Poem

I Saw Two Beat Poets at an Elks Club with a Girl in My English Class

/ /

…………..We stood at the back, her smoking, spiked blonde hair, biker jacket, ………………………..much cooler than me.

…………..I sipped beer, nervous, chattering about “that Ginsberg sound” ………………………..—when out he stepped,

…………..big granny glasses, grey prophet’s beard, pumping a harmonium, ………………………..chanting:

…………..Bush paid Noriega, used to work together ……………They sat on a couch ……………and talked about the weather …

…………..Who was this tuneless dorky grandpa? Where was the goblin sea hag ………………………..that once sang

…………..out of this mouth? I stared, heartsick. Gregory Corso ………………………..swaggered out,

…………..head of hair, horn-rimmed specs, black blazer. Edgier, tighter, ………………………..better. My date nodded hiply

…………..till Corso tripped, cockeyed drunk. Spell broken. ………………………..I stopped reading them;

…………..never saw my classmate out of class again. Now, thirty-one years later, ………………………..I’m the age,

…………..almost, of those old swans, who weren’t so bad, really, ………………………..just bone-tired.

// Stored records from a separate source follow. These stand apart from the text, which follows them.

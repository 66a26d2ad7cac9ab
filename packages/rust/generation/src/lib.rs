//! Text-generation capability used by the html2doc pipeline.
//!
//! The pipeline sees generation as an opaque request/response collaborator:
//! a list of role-tagged [`Message`]s plus [`RequestOptions`] in, response text
//! and optional [`TokenUsage`] out. [`OpenAiClient`] speaks the OpenAI-compatible
//! chat completions API; `ScriptedGenerator` (feature `mock`) replays canned
//! responses for tests.

#[cfg(any(test, feature = "mock"))]
mod mock;
mod openai;

use std::future::Future;
use std::sync::{Mutex, PoisonError};

use html2doc_shared::{ModelConfig, Result, TokenUsage};

#[cfg(any(test, feature = "mock"))]
pub use mock::ScriptedGenerator;
pub use openai::OpenAiClient;

// ---------------------------------------------------------------------------
// Messages
// ---------------------------------------------------------------------------

/// Role of a message block.
#[derive(Debug, Clone, Copy, PartialEq, Eq, serde::Serialize, serde::Deserialize)]
#[serde(rename_all = "lowercase")]
pub enum Role {
    System,
    User,
}

impl Role {
    pub fn as_str(&self) -> &'static str {
        match self {
            Self::System => "system",
            Self::User => "user",
        }
    }
}

/// A single role-tagged text block. Built once at the boundary; multi-part
/// user input is joined into one content string on construction.
#[derive(Debug, Clone, PartialEq, Eq, serde::Serialize, serde::Deserialize)]
pub struct Message {
    pub role: Role,
    pub content: String,
}

impl Message {
    pub fn system(content: impl Into<String>) -> Self {
        Self {
            role: Role::System,
            content: content.into(),
        }
    }

    pub fn user(content: impl Into<String>) -> Self {
        Self {
            role: Role::User,
            content: content.into(),
        }
    }

    /// A user message from several text fragments, separated by blank lines.
    /// Empty fragments are dropped.
    pub fn user_parts<I, S>(parts: I) -> Self
    where
        I: IntoIterator<Item = S>,
        S: AsRef<str>,
    {
        let content = parts
            .into_iter()
            .filter(|part| !part.as_ref().trim().is_empty())
            .map(|part| part.as_ref().to_string())
            .collect::<Vec<_>>()
            .join("\n\n");
        Self::user(content)
    }
}

// ---------------------------------------------------------------------------
// Request options / response
// ---------------------------------------------------------------------------

/// Model identifier and sampling parameters sent with every request.
#[derive(Debug, Clone, PartialEq)]
pub struct RequestOptions {
    pub model: String,
    pub temperature: f32,
    pub top_p: Option<f32>,
    pub max_output_tokens: Option<u32>,
}

impl RequestOptions {
    /// Override the output token budget for one request.
    #[must_use]
    pub fn with_max_output_tokens(mut self, max_output_tokens: u32) -> Self {
        self.max_output_tokens = Some(max_output_tokens);
        self
    }
}

impl From<&ModelConfig> for RequestOptions {
    fn from(model: &ModelConfig) -> Self {
        Self {
            model: model.name.clone(),
            temperature: model.temperature,
            top_p: model.top_p,
            max_output_tokens: model.max_output_tokens,
        }
    }
}

/// Text returned by one generation request.
#[derive(Debug, Clone, PartialEq, Eq)]
pub struct Generation {
    pub text: String,
    pub usage: Option<TokenUsage>,
}

// ---------------------------------------------------------------------------
// Generator trait
// ---------------------------------------------------------------------------

/// An external text-generation capability.
pub trait Generator: Send + Sync {
    /// Send one request and wait for the complete response.
    ///
    /// # Errors
    ///
    /// Returns [`html2doc_shared::Html2DocError::Generation`] for transport or
    /// provider failures, with the provider's message preserved.
    fn generate(
        &self,
        messages: &[Message],
        options: &RequestOptions,
    ) -> impl Future<Output = Result<Generation>> + Send;

    /// Running total of tokens consumed through this generator.
    fn usage_total(&self) -> TokenUsage;

    fn name(&self) -> &str;
}

// ---------------------------------------------------------------------------
// Usage meter
// ---------------------------------------------------------------------------

/// Running token counter shared by generator implementations.
#[derive(Debug, Default)]
pub struct UsageMeter {
    total: Mutex<TokenUsage>,
}

impl UsageMeter {
    pub fn record(&self, usage: TokenUsage) {
        self.total
            .lock()
            .unwrap_or_else(PoisonError::into_inner)
            .add(usage);
    }

    pub fn snapshot(&self) -> TokenUsage {
        *self.total.lock().unwrap_or_else(PoisonError::into_inner)
    }
}

#[cfg(test)]
mod tests {
    use super::*;

    #[test]
    fn user_parts_join_non_empty_fragments() {
        let msg = Message::user_parts(["Outline:\n- A", "", "  ", "Section sec-1"]);
        assert_eq!(msg.role, Role::User);
        assert_eq!(msg.content, "Outline:\n- A\n\nSection sec-1");
    }

    #[test]
    fn role_serializes_lowercase() {
        let json = serde_json::to_string(&Message::system("be terse")).unwrap();
        assert_eq!(json, r#"{"role":"system","content":"be terse"}"#);
        assert_eq!(Role::User.as_str(), "user");
    }

    #[test]
    fn options_from_model_config() {
        let model = ModelConfig {
            name: "gpt-4o".into(),
            temperature: 0.2,
            top_p: Some(0.8),
            max_output_tokens: None,
        };
        let options = RequestOptions::from(&model);
        assert_eq!(options.model, "gpt-4o");
        assert_eq!(options.top_p, Some(0.8));
        assert_eq!(options.max_output_tokens, None);
        assert_eq!(options.with_max_output_tokens(600).max_output_tokens, Some(600));
    }

    #[test]
    fn usage_meter_accumulates() {
        let meter = UsageMeter::default();
        meter.record(TokenUsage {
            input_tokens: 10,
            output_tokens: 3,
        });
        meter.record(TokenUsage {
            input_tokens: 5,
            output_tokens: 2,
        });
        assert_eq!(
            meter.snapshot(),
            TokenUsage {
                input_tokens: 15,
                output_tokens: 5
            }
        );
    }
}
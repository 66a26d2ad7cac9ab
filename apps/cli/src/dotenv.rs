//! Read-only `.env` lookup for the provider API key.
//!
//! Values found in the file are returned to the caller; the process
//! environment is never modified.

use std::path::{Path, PathBuf};

use color_eyre::eyre::{Result, eyre};
use tracing::debug;

const FILE_NAME: &str = ".env";
const EXPORT: &str = "export ";

/// Resolve `key` from the process environment, then from a `.env` file.
///
/// The file is `explicit` when given, otherwise the nearest `.env` found
/// walking up from the working directory.
pub(crate) fn lookup(key: &str, explicit: Option<&Path>) -> Result<Option<String>> {
    if let Some(value) = std::env::var(key).ok().filter(|v| !v.is_empty()) {
        return Ok(Some(value));
    }

    let path = match explicit {
        Some(path) if path.is_file() => path.to_path_buf(),
        Some(path) => return Err(eyre!("env file not found: {}", path.display())),
        None => {
            let cwd = std::env::current_dir()
                .map_err(|e| eyre!("cannot determine working directory: {e}"))?;
            match find_env_file(&cwd) {
                Some(path) => path,
                None => return Ok(None),
            }
        }
    };

    let content = std::fs::read_to_string(&path)
        .map_err(|e| eyre!("failed to read {}: {e}", path.display()))?;
    debug!(path = %path.display(), "read env file");

    Ok(value_in(&content, key))
}

/// Nearest `.env` in `start` or one of its ancestors.
fn find_env_file(start: &Path) -> Option<PathBuf> {
    start
        .ancestors()
        .map(|dir| dir.join(FILE_NAME))
        .find(|candidate| candidate.is_file())
}

/// Value of `key` in `.env` content; later assignments win.
fn value_in(content: &str, key: &str) -> Option<String> {
    content
        .lines()
        .filter_map(parse_line)
        .filter(|(k, _)| *k == key)
        .map(|(_, v)| v)
        .last()
        .filter(|v| !v.is_empty())
}

/// Parse `KEY=value`, `export KEY=value`, or a quoted value. Comments and
/// lines without `=` are ignored.
fn parse_line(line: &str) -> Option<(&str, String)> {
    let mut line = line.trim();
    if line.is_empty() || line.starts_with('#') {
        return None;
    }
    let exported = line
        .get(..EXPORT.len())
        .is_some_and(|prefix| prefix.eq_ignore_ascii_case(EXPORT));
    if exported {
        line = line[EXPORT.len()..].trim_start();
    }

    let (key, value) = line.split_once('=')?;
    let key = key.trim();
    if key.is_empty() {
        return None;
    }
    let value = value.trim().trim_matches('"').trim_matches('\'');
    Some((key, value.to_string()))
}
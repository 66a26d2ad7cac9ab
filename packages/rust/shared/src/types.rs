//! Core domain types for the html2doc pipeline.
//!
//! Every value here is produced once by its stage and never mutated afterwards;
//! later stages only read them, and the persistence sink serializes them.

use std::path::{Path, PathBuf};

use serde::{Deserialize, Serialize};

/// Extension of the companion record written next to each output document.
pub const COMPANION_EXTENSION: &str = "json";

// ---------------------------------------------------------------------------
// DocumentMetadata
// ---------------------------------------------------------------------------

/// Identity of one conversion job.
#[derive(Debug, Clone, PartialEq, Eq, Serialize, Deserialize)]
pub struct DocumentMetadata {
    /// HTML document to read.
    pub input_path: PathBuf,
    /// Where the composed Markdown is written.
    pub output_path: PathBuf,
    /// Optional title override.
    #[serde(default)]
    pub title: Option<String>,
    /// Optional free-text context handed to the composer.
    #[serde(default)]
    pub context: Option<String>,
}

impl DocumentMetadata {
    /// File stem of the input document (`manual` for `docs/manual.html`).
    pub fn stem(&self) -> String {
        self.input_path
            .file_stem()
            .map(|s| s.to_string_lossy().into_owned())
            .unwrap_or_default()
    }

    /// Title override, falling back to the input stem.
    pub fn display_title(&self) -> String {
        self.title.clone().unwrap_or_else(|| self.stem())
    }

    /// Sibling path of the companion record (same stem, `.json`).
    pub fn companion_path(&self) -> PathBuf {
        companion_path_for(&self.output_path)
    }
}

/// Companion record path for a given output path.
pub fn companion_path_for(output_path: &Path) -> PathBuf {
    output_path.with_extension(COMPANION_EXTENSION)
}

// ---------------------------------------------------------------------------
// SectionChunk
// ---------------------------------------------------------------------------

/// A contiguous span of document text bounded by heading boundaries.
#[derive(Debug, Clone, PartialEq, Eq, Serialize, Deserialize)]
pub struct SectionChunk {
    /// Stable identifier derived from position (`sec-1`, `sec-2`, ...).
    pub id: String,
    /// Heading text, if the section followed a heading.
    pub heading: Option<String>,
    /// Heading level 1–6.
    pub level: u8,
    /// Body text; tables are pipe grids, code blocks are fenced.
    pub body: String,
    /// 1-based, dense, strictly increasing order index.
    pub order: usize,
}

impl SectionChunk {
    /// Render the section the way it is shown to the generation capability.
    pub fn to_prompt_fragment(&self) -> String {
        let heading = self.heading.as_deref().unwrap_or("(untitled)");
        format!(
            "[{}] {} (level={})\n{}",
            self.id,
            heading,
            self.level,
            self.body.trim()
        )
        .trim()
        .to_string()
    }
}

// ---------------------------------------------------------------------------
// Asset
// ---------------------------------------------------------------------------

/// An embedded resource (image) referenced by the document.
#[derive(Debug, Clone, PartialEq, Eq, Serialize, Deserialize)]
pub struct Asset {
    /// `asset-1`, `asset-2`, ... in document order.
    pub id: String,
    /// Source reference; empty when the markup had none.
    pub src: String,
    /// Alt/description text.
    pub alt: Option<String>,
}

// ---------------------------------------------------------------------------
// KnowledgeUnit
// ---------------------------------------------------------------------------

/// An atomic piece of actionable knowledge extracted from one section.
#[derive(Debug, Clone, Default, PartialEq, Eq, Serialize, Deserialize)]
pub struct KnowledgeUnit {
    pub id: String,
    pub title: String,
    pub summary: String,
    #[serde(default)]
    pub steps: Vec<String>,
    #[serde(default)]
    pub prerequisites: Vec<String>,
    #[serde(default)]
    pub related_queries: Vec<String>,
    #[serde(default)]
    pub tags: Vec<String>,
    /// Identifier of the section that produced this unit.
    pub source_section: Option<String>,
}

// ---------------------------------------------------------------------------
// RelationEdge
// ---------------------------------------------------------------------------

/// A directed, labeled link between two knowledge units.
///
/// Endpoints are not checked against the known unit identifiers.
#[derive(Debug, Clone, PartialEq, Eq, Serialize, Deserialize)]
pub struct RelationEdge {
    pub source_id: String,
    pub target_id: String,
    /// Free-form label such as `prerequisite` or `alternative`.
    pub relation: String,
    pub reason: String,
}

// ---------------------------------------------------------------------------
// Reports
// ---------------------------------------------------------------------------

/// Outcome of the output validator. Issues accumulate; nothing short-circuits.
#[derive(Debug, Clone, PartialEq, Eq, Serialize, Deserialize)]
pub struct ValidationReport {
    pub valid: bool,
    #[serde(default)]
    pub issues: Vec<String>,
}

impl ValidationReport {
    /// Build a report whose validity is derived from the issue list.
    pub fn from_issues(issues: Vec<String>) -> Self {
        Self {
            valid: issues.is_empty(),
            issues,
        }
    }

    /// Report recorded when the validator stage is disabled.
    pub fn skipped() -> Self {
        Self::from_issues(Vec::new())
    }
}

/// Outcome of the consistency review stage.
#[derive(Debug, Clone, PartialEq, Eq, Serialize, Deserialize)]
pub struct ReviewReport {
    pub passed: bool,
    #[serde(default)]
    pub findings: Vec<String>,
}

// ---------------------------------------------------------------------------
// TokenUsage
// ---------------------------------------------------------------------------

/// Input/output token counters reported by the generation capability.
#[derive(Debug, Clone, Copy, Default, PartialEq, Eq, Serialize, Deserialize)]
pub struct TokenUsage {
    pub input_tokens: u64,
    pub output_tokens: u64,
}

impl TokenUsage {
    /// Add another usage sample to this counter.
    pub fn add(&mut self, other: TokenUsage) {
        self.input_tokens += other.input_tokens;
        self.output_tokens += other.output_tokens;
    }

    /// Usage accumulated since an earlier snapshot of the same counter.
    pub fn since(&self, earlier: TokenUsage) -> TokenUsage {
        TokenUsage {
            input_tokens: self.input_tokens.saturating_sub(earlier.input_tokens),
            output_tokens: self.output_tokens.saturating_sub(earlier.output_tokens),
        }
    }

    pub fn total(&self) -> u64 {
        self.input_tokens + self.output_tokens
    }
}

…………..Comes a tap at the window, a figure, I know them, ………………………..the Chernobyl eyes,

…………..the duende fingernails. I step out into humid West Philly. They ………………………..are bald, quick, shoeless,

…………..in sackcloth and ashes. We walk, they talk, a non- ………………………..stop rhizomatic whine,

…………..reckoning for me which strangers play piano by ear, ………………………..which conceal handguns

…………..under their coats; who was knifed here, ………………………..who OD’d here,

…………..and, hours later— at a boarded-up row house, ………………………..blackened windows,

…………..empty for years— who was born here, and born again. ………………………..It’s my house.